┌─ Records supplied
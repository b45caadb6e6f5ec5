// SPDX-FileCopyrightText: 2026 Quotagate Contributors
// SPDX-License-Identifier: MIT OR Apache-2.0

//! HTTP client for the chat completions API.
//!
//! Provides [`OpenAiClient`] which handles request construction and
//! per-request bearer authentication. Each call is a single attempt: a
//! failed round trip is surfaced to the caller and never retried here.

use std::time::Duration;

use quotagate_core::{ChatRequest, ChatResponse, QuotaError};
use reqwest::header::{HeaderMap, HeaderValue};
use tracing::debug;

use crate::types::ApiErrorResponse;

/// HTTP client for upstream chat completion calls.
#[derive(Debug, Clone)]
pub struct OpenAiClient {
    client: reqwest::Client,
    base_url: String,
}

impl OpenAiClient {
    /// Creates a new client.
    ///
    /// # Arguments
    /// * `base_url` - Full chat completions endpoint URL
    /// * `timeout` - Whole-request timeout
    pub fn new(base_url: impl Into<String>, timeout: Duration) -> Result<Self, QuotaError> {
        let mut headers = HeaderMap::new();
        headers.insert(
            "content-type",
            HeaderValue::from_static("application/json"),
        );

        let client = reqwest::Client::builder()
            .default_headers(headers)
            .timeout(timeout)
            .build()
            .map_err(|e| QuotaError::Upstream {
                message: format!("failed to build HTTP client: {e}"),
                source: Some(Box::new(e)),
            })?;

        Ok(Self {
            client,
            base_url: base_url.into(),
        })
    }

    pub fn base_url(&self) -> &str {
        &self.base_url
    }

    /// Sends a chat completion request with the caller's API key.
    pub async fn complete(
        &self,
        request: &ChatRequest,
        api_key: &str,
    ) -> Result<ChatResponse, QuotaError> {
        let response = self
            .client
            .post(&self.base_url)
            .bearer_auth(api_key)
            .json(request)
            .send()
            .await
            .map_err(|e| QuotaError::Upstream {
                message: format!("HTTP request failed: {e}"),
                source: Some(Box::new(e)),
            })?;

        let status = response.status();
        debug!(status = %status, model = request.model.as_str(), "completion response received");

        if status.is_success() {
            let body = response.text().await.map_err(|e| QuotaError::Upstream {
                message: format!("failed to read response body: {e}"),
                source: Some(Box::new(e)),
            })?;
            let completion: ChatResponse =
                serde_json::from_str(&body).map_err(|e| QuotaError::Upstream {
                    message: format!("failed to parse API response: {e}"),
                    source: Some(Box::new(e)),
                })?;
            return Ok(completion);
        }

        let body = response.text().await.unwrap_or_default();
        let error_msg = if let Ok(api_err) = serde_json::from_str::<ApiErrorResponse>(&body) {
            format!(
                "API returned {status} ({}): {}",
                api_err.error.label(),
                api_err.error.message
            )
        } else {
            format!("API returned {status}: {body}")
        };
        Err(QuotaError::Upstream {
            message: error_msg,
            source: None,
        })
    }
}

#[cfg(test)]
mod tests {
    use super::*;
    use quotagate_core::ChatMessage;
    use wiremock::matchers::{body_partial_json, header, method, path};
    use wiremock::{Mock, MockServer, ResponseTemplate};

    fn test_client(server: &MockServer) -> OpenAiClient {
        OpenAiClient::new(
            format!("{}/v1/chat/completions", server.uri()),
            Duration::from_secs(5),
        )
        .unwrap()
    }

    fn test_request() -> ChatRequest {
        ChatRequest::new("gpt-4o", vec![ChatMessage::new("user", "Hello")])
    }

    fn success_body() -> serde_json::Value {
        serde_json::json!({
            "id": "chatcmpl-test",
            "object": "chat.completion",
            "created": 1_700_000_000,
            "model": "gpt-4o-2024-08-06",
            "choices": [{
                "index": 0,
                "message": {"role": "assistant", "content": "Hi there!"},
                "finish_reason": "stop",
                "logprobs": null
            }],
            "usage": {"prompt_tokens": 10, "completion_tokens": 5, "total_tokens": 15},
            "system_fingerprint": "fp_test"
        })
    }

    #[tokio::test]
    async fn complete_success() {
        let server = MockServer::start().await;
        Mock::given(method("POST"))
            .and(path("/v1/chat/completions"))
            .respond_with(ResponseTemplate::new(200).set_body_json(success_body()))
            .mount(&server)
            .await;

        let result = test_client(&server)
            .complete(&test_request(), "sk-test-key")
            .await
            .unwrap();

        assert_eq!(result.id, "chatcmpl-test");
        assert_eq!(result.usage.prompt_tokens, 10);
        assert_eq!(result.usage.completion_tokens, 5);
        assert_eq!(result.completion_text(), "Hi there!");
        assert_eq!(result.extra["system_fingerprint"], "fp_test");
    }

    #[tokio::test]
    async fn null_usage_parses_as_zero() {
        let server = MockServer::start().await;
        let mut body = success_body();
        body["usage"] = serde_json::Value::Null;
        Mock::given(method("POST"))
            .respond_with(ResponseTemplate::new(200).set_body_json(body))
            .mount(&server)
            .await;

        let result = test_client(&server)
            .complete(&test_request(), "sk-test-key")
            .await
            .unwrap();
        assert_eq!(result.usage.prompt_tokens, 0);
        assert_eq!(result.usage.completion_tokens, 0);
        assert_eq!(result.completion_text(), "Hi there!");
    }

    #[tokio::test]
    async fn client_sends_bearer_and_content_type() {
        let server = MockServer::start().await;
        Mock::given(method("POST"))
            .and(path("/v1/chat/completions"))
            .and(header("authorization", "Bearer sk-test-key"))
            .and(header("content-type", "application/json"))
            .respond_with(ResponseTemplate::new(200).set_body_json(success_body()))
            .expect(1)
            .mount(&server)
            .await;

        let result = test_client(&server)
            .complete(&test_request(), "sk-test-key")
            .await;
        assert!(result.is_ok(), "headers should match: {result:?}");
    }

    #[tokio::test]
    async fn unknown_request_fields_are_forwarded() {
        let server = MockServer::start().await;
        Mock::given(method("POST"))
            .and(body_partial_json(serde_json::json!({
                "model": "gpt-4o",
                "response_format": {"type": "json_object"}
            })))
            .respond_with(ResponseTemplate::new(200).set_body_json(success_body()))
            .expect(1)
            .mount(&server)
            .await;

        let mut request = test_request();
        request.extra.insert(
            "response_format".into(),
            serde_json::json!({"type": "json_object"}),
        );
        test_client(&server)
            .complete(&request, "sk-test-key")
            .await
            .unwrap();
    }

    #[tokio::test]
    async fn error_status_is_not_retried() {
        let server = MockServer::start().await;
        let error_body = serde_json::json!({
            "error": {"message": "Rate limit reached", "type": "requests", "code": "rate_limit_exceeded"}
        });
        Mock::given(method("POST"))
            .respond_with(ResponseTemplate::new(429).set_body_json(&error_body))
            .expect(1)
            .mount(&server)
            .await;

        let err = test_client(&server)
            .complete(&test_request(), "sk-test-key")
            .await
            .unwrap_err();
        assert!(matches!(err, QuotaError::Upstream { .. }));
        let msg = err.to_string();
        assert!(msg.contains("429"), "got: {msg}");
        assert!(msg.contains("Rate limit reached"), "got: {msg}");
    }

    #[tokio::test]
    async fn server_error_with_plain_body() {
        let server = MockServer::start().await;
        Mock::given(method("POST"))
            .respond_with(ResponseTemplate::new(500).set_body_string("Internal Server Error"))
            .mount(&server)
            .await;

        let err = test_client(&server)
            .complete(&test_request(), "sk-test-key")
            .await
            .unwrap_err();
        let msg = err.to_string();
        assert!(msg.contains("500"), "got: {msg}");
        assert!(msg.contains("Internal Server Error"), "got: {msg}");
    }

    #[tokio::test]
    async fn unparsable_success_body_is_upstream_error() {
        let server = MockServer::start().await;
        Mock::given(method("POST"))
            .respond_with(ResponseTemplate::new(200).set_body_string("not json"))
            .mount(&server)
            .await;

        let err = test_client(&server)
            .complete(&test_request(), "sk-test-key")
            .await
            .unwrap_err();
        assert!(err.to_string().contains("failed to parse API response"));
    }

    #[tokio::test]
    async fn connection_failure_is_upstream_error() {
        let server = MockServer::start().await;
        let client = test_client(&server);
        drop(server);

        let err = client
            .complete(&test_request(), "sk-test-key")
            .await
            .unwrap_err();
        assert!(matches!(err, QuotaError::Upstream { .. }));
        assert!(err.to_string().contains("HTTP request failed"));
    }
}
└─
┌─ Records supplied
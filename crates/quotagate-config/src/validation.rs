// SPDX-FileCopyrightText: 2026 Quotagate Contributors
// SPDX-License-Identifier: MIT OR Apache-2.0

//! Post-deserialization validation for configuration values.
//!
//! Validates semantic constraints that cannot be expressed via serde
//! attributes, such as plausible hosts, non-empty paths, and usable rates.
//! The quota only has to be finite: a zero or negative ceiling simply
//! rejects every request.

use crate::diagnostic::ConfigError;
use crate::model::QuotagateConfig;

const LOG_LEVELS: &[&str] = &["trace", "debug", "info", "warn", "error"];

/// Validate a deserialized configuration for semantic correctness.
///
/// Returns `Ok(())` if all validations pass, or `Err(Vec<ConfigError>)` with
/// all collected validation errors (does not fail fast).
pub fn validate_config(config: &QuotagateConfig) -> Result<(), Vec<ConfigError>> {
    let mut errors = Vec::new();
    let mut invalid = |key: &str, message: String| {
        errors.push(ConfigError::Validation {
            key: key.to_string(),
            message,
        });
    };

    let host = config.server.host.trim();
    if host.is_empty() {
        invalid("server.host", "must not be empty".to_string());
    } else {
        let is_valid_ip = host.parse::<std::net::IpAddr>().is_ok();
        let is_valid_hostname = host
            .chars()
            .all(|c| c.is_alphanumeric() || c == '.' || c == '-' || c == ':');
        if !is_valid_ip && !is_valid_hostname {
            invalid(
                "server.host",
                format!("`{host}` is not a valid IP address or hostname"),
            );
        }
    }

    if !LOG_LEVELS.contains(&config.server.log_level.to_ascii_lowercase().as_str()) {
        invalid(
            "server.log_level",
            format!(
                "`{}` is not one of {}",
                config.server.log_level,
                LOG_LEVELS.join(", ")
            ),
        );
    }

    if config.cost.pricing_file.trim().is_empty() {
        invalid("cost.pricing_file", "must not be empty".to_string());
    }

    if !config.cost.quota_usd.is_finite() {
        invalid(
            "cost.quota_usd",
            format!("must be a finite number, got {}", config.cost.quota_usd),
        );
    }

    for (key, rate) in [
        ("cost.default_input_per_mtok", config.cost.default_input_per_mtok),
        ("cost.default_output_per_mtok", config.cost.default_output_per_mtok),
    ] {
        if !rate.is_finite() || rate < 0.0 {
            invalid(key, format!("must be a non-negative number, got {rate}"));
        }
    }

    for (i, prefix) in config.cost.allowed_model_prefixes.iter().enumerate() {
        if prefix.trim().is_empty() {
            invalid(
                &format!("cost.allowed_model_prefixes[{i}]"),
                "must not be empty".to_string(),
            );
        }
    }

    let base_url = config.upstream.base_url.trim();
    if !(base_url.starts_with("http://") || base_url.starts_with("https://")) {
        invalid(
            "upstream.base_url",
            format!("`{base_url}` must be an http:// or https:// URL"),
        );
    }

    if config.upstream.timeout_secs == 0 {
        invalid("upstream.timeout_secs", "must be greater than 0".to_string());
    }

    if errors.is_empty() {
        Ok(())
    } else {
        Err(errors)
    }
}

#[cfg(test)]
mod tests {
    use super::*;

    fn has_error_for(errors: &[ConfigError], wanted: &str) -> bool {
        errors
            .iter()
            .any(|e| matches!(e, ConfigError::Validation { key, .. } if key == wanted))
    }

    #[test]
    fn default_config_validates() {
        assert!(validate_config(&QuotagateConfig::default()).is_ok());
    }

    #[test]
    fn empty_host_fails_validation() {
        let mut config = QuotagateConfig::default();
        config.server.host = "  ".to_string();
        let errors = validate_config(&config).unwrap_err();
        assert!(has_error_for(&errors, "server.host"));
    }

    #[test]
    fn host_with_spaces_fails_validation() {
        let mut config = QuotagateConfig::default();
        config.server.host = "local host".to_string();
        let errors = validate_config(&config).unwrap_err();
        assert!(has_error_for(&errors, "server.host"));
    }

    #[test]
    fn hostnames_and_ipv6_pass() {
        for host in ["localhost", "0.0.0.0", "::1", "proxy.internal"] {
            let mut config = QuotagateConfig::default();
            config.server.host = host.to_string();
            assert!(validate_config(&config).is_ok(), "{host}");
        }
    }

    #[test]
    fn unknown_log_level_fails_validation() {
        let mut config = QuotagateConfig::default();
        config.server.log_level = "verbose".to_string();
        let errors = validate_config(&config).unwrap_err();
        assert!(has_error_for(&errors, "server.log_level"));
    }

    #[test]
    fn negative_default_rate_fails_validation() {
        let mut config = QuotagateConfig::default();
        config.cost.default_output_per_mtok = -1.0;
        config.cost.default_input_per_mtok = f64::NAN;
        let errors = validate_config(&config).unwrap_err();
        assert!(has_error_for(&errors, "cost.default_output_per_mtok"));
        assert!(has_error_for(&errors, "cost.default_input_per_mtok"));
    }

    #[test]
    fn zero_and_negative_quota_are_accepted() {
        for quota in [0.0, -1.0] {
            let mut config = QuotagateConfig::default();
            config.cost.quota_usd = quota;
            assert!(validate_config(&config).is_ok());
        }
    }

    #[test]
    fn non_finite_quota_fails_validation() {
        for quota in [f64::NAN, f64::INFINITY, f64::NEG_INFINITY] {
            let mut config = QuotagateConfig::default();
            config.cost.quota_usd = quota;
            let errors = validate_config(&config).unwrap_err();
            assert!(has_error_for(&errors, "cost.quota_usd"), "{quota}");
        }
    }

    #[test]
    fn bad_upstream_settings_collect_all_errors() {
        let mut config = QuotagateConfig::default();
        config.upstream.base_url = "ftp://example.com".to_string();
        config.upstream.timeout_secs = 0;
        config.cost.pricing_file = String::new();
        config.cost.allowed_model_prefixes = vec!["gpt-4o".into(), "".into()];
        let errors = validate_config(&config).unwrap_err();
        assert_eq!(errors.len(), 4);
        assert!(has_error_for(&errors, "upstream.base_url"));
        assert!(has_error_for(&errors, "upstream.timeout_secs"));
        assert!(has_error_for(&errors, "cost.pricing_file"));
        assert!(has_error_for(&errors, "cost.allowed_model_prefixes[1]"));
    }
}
└─
┌─ Records supplied
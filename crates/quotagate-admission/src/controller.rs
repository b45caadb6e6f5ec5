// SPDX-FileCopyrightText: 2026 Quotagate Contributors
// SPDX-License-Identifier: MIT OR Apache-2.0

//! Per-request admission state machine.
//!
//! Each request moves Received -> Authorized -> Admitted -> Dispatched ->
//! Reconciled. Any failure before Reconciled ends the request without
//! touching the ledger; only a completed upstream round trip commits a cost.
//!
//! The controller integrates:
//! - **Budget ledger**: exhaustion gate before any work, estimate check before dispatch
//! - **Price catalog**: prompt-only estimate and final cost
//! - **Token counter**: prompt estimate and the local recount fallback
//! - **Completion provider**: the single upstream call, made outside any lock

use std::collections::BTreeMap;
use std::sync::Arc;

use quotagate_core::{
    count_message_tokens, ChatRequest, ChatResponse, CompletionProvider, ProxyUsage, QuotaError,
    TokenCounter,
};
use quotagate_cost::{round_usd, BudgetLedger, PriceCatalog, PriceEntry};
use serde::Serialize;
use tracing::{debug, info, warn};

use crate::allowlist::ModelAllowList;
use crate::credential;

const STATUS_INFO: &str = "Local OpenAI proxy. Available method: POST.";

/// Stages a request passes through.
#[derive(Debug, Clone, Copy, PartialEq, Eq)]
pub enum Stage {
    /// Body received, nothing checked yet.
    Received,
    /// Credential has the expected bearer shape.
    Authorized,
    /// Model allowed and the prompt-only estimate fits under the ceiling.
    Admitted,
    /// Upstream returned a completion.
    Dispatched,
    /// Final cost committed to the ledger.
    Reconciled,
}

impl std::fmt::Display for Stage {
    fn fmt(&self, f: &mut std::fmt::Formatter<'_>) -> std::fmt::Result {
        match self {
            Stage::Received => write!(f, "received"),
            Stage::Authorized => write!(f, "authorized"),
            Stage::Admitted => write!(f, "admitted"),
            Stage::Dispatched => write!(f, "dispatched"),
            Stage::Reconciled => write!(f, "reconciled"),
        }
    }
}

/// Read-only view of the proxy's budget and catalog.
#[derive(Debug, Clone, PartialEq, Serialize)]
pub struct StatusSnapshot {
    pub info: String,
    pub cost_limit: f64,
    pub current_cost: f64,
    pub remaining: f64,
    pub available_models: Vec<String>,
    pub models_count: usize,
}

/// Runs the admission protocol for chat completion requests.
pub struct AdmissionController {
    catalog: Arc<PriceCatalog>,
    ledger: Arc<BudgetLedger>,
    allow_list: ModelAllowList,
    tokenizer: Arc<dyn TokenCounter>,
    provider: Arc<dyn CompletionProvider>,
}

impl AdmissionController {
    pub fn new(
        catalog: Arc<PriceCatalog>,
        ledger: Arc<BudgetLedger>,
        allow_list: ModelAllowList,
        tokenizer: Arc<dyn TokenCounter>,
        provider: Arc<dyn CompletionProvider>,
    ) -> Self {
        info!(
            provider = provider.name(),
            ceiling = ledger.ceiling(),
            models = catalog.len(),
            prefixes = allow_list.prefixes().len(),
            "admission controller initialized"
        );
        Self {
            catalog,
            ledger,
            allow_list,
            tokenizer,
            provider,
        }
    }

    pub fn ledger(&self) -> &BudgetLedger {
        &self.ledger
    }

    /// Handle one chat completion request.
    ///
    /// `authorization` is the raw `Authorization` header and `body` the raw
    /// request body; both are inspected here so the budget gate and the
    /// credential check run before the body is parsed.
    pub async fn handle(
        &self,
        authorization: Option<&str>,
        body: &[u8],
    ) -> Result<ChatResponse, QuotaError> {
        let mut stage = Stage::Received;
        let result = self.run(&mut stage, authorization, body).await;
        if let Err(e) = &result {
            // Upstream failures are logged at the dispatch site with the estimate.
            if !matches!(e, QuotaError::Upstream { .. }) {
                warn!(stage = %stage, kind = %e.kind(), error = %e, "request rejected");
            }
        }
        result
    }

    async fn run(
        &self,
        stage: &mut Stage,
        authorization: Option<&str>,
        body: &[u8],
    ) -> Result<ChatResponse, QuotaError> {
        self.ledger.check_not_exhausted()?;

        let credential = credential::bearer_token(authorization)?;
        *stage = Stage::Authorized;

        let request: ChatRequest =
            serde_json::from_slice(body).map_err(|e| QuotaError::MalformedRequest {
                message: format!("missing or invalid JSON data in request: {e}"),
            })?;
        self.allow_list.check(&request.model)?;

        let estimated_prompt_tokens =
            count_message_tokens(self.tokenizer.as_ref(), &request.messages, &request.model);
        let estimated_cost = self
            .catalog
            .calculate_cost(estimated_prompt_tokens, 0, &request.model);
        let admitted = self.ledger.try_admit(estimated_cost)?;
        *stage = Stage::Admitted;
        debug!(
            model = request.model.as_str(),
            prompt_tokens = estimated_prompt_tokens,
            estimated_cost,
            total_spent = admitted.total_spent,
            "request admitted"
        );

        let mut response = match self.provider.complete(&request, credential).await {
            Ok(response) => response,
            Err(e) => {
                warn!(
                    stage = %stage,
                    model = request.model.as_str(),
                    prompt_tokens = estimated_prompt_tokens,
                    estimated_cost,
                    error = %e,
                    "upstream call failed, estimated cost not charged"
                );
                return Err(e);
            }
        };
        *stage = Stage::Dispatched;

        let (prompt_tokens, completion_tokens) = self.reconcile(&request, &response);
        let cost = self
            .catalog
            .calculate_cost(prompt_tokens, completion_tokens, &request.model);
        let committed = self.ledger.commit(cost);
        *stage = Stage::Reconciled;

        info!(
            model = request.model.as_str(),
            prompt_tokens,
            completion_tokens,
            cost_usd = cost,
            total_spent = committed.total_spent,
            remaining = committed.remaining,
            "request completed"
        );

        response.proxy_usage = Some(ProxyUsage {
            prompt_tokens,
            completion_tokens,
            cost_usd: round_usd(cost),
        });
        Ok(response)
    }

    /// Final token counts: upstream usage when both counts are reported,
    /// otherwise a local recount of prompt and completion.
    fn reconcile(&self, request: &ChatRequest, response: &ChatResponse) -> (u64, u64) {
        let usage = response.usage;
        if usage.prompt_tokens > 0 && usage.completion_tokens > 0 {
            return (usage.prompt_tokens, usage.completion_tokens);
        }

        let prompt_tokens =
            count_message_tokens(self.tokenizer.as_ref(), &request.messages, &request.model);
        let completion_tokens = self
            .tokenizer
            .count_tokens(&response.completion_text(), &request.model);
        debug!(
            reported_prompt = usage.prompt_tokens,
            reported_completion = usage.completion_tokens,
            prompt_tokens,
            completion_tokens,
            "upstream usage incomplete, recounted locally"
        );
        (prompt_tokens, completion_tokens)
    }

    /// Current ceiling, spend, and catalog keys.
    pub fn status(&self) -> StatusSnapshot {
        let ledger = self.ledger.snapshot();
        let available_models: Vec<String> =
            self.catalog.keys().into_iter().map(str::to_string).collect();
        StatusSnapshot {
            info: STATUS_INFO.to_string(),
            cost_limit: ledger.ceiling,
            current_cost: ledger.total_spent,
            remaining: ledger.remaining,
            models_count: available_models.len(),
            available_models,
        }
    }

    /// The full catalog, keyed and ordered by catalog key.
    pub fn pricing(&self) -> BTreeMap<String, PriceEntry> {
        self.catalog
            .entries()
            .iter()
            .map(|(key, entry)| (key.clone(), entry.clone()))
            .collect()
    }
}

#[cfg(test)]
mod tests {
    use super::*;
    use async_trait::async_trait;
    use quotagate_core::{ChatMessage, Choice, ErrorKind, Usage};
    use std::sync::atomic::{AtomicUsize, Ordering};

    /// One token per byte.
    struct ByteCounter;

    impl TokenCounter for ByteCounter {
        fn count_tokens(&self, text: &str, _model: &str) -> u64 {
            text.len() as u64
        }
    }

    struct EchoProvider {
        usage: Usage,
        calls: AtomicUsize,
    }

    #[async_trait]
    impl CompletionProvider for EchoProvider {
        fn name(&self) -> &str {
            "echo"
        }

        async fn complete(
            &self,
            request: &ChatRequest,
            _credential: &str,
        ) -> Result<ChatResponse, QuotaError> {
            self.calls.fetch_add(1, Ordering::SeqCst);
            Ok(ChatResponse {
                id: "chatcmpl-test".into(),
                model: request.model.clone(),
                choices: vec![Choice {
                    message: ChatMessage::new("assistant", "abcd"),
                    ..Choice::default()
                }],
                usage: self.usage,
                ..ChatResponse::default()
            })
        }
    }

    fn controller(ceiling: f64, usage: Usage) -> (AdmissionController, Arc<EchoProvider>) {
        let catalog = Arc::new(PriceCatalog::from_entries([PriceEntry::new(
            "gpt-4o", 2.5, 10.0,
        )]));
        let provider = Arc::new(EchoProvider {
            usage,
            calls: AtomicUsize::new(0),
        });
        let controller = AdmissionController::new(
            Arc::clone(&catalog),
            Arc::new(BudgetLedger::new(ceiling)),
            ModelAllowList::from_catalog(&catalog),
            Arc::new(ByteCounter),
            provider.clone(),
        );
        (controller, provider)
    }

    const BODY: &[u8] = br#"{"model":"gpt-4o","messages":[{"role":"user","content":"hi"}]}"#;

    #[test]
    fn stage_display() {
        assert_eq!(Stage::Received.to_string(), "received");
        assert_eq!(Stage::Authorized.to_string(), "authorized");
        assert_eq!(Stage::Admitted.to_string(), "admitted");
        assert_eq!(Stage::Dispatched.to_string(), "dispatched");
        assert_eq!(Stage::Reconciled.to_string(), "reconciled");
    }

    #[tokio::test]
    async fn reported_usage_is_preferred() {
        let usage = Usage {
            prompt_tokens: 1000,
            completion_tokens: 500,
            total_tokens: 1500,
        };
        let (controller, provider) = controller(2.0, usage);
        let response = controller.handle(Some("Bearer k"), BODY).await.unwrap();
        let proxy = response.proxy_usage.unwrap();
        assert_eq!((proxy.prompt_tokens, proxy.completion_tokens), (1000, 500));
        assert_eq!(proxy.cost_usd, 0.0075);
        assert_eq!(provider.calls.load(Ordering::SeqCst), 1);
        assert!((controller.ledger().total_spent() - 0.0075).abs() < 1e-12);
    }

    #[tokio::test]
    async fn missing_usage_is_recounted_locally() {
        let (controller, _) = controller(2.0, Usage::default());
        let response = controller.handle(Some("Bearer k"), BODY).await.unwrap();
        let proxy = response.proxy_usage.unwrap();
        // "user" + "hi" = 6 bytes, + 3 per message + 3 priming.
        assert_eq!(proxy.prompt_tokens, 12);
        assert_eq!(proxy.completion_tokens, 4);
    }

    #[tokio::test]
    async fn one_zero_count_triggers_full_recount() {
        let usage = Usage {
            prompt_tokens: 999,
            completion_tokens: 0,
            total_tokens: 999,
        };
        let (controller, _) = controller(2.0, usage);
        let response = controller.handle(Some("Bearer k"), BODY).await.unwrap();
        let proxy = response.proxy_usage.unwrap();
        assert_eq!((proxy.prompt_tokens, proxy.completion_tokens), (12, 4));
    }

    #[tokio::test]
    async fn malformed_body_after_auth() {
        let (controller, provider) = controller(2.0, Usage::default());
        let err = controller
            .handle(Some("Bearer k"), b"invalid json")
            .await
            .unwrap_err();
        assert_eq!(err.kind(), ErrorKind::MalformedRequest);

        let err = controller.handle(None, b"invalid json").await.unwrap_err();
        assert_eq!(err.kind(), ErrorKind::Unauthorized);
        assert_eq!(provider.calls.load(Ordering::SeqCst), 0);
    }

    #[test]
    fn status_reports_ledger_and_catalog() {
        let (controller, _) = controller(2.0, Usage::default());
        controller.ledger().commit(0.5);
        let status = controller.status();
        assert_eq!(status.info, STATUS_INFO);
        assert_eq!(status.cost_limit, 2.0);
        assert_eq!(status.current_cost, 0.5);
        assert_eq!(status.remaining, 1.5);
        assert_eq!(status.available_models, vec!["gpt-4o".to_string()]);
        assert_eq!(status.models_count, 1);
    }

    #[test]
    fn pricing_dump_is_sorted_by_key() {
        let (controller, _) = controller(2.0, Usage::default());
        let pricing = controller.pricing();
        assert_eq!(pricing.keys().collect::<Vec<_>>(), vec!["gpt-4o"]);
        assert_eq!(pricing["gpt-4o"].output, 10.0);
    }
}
└─
**Your goal**: Give every line of the material that includes the string "number".

**Result of this task**:
            format!("must be a finite number, got {}", config.cost.quota_usd),
            invalid(key, format!("must be a non-negative number, got {rate}"));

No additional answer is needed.